━━━ Data section

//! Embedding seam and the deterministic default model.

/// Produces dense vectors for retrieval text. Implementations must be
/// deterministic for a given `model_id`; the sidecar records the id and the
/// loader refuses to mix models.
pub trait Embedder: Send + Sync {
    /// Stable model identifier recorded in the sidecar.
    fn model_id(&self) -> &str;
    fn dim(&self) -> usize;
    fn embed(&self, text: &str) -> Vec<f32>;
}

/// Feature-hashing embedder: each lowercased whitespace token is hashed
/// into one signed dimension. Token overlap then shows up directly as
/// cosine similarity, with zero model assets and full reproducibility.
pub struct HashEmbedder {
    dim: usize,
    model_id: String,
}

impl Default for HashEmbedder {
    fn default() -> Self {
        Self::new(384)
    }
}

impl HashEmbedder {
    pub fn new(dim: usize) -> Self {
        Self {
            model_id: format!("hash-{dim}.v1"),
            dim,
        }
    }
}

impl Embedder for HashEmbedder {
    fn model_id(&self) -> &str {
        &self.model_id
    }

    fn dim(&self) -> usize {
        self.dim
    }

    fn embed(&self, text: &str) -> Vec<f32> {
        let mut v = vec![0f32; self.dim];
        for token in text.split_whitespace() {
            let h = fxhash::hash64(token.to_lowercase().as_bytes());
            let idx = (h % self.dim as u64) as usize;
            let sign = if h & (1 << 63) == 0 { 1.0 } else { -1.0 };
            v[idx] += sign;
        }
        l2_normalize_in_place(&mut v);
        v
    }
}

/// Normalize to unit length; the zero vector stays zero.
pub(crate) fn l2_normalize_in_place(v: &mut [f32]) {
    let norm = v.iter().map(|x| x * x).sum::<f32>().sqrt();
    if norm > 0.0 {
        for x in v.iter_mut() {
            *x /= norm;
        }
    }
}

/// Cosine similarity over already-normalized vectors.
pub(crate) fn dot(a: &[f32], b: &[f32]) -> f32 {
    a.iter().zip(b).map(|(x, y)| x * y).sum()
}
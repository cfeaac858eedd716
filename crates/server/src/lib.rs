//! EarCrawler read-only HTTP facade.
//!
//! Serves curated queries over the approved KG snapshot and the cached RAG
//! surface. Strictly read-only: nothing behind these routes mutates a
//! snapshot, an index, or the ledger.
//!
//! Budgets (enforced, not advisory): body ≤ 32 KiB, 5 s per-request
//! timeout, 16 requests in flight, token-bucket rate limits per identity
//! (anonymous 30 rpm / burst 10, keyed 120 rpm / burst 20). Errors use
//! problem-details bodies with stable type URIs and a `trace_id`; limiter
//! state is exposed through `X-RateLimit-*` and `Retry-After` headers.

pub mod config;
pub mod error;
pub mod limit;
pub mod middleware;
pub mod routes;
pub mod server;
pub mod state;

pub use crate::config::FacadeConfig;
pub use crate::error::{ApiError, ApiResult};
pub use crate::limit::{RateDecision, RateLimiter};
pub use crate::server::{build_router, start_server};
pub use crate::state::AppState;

━━━━━━

* _How to complete this task_:
How many lines in the data above hold the word "config"? Answer with the number alone.

* _Finished task_:
2